▸ TASK PROMPT:
All that is needed is every line of the listing below that has "DeliveryClient".

***** RECORDS FOR THIS EXERCISE *****

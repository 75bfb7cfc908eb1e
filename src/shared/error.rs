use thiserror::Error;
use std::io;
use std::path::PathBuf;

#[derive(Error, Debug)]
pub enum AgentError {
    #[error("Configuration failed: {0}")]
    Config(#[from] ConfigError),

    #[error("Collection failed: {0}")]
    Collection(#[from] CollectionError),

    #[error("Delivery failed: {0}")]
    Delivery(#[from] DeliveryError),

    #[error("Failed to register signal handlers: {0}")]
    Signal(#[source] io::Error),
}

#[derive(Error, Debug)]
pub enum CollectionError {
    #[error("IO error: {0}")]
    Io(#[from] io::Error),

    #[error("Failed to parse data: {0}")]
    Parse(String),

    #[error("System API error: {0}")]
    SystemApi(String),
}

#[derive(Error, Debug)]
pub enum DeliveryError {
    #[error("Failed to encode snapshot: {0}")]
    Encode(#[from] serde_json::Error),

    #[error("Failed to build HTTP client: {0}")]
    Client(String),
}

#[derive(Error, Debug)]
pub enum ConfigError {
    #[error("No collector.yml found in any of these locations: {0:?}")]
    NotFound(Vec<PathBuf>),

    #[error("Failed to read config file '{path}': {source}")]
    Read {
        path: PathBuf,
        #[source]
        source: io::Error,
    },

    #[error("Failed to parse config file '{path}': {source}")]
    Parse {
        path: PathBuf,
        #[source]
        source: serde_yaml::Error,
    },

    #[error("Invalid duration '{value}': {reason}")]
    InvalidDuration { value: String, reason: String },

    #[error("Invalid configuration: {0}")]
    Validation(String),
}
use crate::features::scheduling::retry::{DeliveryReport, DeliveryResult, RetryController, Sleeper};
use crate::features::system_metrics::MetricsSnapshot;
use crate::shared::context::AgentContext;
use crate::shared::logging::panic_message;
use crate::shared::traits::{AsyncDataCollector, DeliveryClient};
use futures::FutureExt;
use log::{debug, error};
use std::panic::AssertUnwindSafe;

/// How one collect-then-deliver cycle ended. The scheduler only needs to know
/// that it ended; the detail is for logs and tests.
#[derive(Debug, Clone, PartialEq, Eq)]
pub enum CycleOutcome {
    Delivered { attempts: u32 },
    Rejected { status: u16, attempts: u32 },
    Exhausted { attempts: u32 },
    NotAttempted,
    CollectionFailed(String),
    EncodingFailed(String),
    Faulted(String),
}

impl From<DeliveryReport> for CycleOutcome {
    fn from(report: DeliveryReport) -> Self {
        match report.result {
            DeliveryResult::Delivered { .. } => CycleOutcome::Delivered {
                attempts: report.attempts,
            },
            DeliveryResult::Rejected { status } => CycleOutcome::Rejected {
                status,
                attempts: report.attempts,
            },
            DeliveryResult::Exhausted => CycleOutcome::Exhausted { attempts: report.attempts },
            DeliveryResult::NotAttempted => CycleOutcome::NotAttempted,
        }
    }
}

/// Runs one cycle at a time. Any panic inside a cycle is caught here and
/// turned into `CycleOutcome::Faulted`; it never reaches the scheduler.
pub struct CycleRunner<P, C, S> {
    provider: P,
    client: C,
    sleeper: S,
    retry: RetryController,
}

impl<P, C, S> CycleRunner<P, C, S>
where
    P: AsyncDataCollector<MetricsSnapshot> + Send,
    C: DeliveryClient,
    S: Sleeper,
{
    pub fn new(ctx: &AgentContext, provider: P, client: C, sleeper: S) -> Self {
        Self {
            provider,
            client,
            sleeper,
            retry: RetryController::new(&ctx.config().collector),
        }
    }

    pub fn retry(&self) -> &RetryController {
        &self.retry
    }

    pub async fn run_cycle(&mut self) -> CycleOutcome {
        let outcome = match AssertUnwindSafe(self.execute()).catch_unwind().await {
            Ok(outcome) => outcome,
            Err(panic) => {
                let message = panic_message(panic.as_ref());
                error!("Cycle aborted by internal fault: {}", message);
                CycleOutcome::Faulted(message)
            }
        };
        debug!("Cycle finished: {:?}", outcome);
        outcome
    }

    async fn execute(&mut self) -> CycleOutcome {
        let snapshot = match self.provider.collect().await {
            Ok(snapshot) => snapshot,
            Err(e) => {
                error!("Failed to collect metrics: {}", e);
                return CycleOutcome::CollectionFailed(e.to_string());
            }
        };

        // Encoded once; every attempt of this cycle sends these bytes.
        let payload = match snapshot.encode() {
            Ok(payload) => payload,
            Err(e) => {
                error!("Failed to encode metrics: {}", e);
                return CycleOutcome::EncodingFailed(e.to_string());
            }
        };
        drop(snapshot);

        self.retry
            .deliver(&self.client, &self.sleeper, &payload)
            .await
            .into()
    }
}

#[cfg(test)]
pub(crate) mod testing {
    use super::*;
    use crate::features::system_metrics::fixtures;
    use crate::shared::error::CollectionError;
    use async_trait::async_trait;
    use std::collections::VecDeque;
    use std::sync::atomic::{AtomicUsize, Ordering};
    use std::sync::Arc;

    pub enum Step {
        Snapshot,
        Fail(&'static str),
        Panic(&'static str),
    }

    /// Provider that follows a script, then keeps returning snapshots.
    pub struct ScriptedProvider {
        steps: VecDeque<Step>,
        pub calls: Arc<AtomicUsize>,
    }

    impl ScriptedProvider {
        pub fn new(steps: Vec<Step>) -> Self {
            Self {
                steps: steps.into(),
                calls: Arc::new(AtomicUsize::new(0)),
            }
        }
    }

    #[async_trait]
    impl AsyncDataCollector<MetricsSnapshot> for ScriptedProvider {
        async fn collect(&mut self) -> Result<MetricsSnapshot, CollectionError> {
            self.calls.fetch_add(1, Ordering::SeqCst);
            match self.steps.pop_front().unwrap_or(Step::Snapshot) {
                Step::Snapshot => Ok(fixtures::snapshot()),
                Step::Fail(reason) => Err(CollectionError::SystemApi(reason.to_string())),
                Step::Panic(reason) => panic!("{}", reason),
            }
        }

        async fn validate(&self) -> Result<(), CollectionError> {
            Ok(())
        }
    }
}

*****
***** RECORDS FOR THIS EXERCISE *****

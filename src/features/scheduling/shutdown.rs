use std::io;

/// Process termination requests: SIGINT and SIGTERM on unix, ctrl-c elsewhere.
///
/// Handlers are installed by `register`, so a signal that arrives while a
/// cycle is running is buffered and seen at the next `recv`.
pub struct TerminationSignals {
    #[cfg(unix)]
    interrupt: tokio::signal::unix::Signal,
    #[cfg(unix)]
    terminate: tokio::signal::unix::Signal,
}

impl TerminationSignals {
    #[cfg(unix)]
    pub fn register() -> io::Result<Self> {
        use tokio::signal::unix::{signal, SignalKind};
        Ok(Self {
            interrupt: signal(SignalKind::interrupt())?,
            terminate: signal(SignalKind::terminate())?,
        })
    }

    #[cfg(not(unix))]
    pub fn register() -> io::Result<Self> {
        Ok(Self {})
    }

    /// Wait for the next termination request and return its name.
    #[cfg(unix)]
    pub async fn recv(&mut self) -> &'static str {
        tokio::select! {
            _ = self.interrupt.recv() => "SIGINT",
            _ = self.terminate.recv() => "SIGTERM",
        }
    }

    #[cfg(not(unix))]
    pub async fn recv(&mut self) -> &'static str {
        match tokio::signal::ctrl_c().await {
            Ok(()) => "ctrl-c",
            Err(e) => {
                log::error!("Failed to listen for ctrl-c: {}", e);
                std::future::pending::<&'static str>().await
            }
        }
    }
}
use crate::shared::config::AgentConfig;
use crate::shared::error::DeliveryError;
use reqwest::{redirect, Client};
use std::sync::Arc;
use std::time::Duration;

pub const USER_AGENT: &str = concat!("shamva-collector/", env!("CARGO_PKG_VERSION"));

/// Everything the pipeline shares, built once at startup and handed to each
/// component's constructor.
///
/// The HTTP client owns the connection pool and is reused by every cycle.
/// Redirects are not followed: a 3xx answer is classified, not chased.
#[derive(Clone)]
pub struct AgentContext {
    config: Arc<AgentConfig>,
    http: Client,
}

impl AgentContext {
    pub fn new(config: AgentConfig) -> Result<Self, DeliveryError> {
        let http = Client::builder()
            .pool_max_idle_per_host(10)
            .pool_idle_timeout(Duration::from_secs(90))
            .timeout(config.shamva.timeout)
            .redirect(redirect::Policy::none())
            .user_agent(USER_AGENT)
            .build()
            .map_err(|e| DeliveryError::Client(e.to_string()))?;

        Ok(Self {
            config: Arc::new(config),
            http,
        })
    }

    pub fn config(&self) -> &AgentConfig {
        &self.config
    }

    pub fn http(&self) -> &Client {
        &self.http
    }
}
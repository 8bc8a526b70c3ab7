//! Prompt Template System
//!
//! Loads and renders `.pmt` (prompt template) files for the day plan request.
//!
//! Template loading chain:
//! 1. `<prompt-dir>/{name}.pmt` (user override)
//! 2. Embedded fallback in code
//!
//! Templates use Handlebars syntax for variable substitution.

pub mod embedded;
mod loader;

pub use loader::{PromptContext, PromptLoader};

*****
***** RECORDS FOR THIS EXERCISE *****

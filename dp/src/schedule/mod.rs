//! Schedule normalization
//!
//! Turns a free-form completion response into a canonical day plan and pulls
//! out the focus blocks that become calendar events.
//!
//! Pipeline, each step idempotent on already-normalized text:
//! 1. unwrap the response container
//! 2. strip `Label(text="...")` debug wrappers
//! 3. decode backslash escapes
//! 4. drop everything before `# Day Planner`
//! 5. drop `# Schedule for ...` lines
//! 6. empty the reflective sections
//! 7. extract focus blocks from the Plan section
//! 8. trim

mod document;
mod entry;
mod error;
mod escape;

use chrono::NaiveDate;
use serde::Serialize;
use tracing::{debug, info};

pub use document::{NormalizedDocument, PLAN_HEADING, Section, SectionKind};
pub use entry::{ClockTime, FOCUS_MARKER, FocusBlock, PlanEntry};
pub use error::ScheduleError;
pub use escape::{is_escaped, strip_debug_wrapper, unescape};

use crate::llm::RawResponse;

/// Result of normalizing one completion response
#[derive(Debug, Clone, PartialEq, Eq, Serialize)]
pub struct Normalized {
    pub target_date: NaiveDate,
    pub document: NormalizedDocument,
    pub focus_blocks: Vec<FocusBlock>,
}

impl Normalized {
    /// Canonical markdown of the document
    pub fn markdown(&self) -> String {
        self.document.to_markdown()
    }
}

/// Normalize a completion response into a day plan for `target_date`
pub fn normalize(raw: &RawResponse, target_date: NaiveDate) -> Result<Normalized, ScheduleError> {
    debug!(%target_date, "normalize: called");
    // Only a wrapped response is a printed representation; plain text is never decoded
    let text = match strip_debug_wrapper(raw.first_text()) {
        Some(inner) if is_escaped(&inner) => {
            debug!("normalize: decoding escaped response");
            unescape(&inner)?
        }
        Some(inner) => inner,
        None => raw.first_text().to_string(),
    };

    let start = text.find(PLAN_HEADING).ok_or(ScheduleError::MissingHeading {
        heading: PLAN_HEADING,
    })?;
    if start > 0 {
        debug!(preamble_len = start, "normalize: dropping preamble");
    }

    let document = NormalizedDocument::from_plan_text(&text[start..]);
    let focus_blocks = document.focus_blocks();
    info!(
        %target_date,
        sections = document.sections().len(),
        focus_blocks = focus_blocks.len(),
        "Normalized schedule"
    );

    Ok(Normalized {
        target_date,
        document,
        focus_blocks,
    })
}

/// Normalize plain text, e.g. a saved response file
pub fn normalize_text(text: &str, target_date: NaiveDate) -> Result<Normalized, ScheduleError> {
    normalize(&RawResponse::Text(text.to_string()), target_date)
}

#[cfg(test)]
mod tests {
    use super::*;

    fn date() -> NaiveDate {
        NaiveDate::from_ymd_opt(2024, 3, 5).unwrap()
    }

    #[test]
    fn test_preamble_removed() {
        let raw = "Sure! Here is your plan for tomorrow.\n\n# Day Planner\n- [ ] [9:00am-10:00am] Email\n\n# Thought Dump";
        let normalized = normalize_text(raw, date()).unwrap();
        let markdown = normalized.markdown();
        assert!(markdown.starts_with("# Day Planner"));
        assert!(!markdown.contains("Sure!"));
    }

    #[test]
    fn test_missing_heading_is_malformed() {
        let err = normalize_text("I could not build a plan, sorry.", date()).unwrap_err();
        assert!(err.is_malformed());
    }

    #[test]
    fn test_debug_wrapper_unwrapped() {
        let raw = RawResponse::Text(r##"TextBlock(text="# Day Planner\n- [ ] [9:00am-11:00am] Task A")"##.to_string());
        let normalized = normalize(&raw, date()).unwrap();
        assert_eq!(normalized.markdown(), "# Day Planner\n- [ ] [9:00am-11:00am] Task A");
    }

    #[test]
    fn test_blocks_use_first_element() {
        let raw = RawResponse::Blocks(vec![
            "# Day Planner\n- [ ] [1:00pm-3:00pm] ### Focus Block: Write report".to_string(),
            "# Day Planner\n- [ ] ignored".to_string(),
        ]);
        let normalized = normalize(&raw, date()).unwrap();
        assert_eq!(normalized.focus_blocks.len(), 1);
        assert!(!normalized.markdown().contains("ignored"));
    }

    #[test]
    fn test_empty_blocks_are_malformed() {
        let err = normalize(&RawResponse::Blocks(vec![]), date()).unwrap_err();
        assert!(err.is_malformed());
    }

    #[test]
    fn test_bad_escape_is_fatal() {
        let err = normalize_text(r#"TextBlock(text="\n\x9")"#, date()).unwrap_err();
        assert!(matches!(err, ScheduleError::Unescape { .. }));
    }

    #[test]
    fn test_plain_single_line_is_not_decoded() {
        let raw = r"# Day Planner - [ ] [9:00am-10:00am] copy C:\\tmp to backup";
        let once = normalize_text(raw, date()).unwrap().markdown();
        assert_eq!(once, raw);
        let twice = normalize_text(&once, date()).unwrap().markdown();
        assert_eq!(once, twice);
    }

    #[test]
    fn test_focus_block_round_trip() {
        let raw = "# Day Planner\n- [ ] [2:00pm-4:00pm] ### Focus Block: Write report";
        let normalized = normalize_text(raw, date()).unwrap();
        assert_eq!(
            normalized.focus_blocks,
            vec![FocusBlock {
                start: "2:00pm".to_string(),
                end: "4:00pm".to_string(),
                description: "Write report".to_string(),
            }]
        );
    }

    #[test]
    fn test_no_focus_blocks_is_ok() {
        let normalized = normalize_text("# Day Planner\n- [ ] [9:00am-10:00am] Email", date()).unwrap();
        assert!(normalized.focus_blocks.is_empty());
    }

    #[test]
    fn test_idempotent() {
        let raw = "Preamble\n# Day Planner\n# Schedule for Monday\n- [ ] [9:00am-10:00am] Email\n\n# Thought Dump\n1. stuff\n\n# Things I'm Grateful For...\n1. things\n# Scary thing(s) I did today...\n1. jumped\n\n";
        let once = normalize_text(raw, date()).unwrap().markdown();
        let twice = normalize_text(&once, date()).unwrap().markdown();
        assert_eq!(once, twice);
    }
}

*****

▸ REPLY:
use crate::shared::traits::{AsyncDataCollector, DeliveryClient};
    C: DeliveryClient,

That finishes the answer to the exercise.